WORK REQUEST:
Two lines below mark the span: the one containing "filename crates/scenealign-core/src/target.rs" and the one containing "(label or tag).". Set down both, plus every line between, exactly as they stand, and nothing else.

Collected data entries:
···

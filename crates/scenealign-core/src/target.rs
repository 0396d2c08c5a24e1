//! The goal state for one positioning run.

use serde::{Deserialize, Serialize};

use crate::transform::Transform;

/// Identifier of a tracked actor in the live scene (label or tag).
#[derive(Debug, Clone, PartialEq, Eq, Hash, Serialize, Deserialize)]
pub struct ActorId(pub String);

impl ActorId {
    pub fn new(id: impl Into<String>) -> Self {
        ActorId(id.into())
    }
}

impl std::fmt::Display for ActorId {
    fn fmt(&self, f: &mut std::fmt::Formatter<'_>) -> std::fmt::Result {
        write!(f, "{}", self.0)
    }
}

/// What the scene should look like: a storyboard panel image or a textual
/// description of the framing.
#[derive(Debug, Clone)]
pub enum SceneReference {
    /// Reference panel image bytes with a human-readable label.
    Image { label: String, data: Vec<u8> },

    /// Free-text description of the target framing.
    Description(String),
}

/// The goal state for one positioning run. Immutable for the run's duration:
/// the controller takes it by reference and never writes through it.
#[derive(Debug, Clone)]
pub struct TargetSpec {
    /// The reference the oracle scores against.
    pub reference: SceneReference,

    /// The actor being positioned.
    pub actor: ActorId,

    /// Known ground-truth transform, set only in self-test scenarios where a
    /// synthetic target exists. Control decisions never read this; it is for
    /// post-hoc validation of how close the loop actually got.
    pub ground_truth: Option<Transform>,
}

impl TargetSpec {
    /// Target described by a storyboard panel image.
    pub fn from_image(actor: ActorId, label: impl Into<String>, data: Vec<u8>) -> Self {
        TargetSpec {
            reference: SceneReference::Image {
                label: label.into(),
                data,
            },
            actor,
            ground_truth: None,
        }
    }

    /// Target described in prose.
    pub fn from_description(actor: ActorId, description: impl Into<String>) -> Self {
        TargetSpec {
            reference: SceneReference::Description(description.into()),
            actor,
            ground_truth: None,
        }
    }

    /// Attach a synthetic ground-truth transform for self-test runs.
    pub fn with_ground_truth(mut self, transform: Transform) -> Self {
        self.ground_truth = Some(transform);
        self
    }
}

···

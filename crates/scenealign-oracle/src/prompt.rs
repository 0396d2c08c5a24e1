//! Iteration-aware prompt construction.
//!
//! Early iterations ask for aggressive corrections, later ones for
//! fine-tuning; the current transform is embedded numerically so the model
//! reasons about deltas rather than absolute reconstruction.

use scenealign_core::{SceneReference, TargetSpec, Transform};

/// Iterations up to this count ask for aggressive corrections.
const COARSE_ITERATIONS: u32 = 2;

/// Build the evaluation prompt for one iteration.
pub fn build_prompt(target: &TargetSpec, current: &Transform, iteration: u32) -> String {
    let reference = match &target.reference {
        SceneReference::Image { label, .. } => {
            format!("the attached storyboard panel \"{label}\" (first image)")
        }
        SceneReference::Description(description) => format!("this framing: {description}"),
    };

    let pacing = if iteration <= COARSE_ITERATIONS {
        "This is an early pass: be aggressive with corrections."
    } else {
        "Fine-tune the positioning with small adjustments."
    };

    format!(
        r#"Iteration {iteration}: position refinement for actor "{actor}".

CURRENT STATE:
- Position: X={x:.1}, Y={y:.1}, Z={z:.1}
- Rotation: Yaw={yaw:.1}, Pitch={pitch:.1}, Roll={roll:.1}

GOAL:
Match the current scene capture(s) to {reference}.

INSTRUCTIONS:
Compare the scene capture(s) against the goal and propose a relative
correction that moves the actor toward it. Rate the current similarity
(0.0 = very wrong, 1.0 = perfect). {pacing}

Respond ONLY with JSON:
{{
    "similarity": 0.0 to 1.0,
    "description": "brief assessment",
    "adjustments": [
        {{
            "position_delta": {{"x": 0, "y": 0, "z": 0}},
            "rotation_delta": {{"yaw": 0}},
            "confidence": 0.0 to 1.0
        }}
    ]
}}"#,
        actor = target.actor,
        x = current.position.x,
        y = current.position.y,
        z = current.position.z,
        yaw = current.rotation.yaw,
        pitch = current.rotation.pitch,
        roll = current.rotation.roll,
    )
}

···

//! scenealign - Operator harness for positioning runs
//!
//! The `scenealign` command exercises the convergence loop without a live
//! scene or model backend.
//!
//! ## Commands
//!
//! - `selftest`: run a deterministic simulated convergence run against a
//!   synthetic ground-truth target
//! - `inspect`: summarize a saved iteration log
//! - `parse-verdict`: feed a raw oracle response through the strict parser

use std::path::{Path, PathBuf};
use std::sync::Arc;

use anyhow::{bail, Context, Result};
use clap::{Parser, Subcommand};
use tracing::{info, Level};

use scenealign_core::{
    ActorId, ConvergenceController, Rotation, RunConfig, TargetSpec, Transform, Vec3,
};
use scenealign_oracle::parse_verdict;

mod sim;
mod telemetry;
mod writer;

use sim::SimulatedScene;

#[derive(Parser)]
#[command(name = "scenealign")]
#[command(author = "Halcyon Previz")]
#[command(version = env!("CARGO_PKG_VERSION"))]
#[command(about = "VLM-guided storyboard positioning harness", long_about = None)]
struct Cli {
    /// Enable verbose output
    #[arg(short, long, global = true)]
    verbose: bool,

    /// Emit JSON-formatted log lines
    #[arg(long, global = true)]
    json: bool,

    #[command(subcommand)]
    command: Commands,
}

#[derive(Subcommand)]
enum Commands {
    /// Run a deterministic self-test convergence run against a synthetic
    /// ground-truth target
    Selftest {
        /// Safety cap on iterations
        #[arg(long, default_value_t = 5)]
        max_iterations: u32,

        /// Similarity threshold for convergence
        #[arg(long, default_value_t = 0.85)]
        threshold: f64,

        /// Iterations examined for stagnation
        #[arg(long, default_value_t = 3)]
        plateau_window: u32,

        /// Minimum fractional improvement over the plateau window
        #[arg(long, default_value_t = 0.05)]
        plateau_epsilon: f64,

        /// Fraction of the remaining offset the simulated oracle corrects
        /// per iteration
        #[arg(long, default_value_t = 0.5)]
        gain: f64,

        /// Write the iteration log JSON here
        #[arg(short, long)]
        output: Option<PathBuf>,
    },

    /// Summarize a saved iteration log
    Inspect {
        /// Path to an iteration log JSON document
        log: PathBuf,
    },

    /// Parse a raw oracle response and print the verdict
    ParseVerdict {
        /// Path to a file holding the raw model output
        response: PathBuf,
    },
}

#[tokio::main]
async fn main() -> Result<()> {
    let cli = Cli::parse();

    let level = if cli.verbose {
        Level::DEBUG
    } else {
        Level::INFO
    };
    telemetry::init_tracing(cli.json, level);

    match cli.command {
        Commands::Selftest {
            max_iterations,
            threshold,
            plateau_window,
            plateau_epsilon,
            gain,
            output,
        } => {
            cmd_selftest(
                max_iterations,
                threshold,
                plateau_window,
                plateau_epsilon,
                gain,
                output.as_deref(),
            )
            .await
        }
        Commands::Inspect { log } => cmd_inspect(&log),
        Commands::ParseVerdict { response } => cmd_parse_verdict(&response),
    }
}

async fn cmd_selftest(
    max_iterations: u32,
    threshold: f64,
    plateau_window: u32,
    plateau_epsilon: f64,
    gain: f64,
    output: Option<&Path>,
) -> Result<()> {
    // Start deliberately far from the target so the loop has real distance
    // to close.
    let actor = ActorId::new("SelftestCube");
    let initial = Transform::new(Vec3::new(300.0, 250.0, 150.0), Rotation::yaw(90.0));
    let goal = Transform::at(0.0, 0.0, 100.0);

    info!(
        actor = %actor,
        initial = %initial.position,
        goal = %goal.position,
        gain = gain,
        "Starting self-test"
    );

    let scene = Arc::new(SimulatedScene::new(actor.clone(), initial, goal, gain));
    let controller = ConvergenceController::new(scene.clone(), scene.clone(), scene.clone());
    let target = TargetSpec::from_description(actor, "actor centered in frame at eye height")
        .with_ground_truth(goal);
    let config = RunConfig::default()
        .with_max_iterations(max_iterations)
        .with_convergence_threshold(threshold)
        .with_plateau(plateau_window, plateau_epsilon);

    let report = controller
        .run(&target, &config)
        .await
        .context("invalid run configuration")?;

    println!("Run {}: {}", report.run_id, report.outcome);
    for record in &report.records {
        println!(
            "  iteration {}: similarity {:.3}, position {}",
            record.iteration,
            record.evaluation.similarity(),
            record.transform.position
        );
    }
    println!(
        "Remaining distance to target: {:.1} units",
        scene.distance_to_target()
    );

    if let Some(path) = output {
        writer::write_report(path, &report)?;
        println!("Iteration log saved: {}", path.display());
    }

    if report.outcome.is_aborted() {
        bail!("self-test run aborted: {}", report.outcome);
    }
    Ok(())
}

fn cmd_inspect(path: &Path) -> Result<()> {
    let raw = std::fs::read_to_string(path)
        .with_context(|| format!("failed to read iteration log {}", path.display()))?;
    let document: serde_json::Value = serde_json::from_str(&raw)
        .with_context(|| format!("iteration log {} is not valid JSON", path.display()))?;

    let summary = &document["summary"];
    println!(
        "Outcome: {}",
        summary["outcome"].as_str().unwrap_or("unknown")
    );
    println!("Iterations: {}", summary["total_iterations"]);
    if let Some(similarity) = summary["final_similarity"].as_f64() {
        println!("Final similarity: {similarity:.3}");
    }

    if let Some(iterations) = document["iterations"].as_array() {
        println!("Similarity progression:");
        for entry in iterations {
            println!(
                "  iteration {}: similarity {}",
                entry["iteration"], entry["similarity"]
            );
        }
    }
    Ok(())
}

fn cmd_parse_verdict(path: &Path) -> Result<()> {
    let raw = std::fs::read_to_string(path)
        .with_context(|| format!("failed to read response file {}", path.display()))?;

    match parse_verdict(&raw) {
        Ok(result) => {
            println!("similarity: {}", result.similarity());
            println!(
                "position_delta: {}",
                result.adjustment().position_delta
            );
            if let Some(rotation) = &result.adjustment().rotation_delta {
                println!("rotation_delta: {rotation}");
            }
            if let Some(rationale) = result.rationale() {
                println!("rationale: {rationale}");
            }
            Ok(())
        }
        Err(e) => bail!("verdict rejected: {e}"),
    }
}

···

REPLY TO THE EXERCISE:
filename crates/scenealign-core/src/target.rs
repository 0396d2c08c5a24e1
//! The goal state for one positioning run.

use serde::{Deserialize, Serialize};

use crate::transform::Transform;

/// Identifier of a tracked actor in the live scene (label or tag).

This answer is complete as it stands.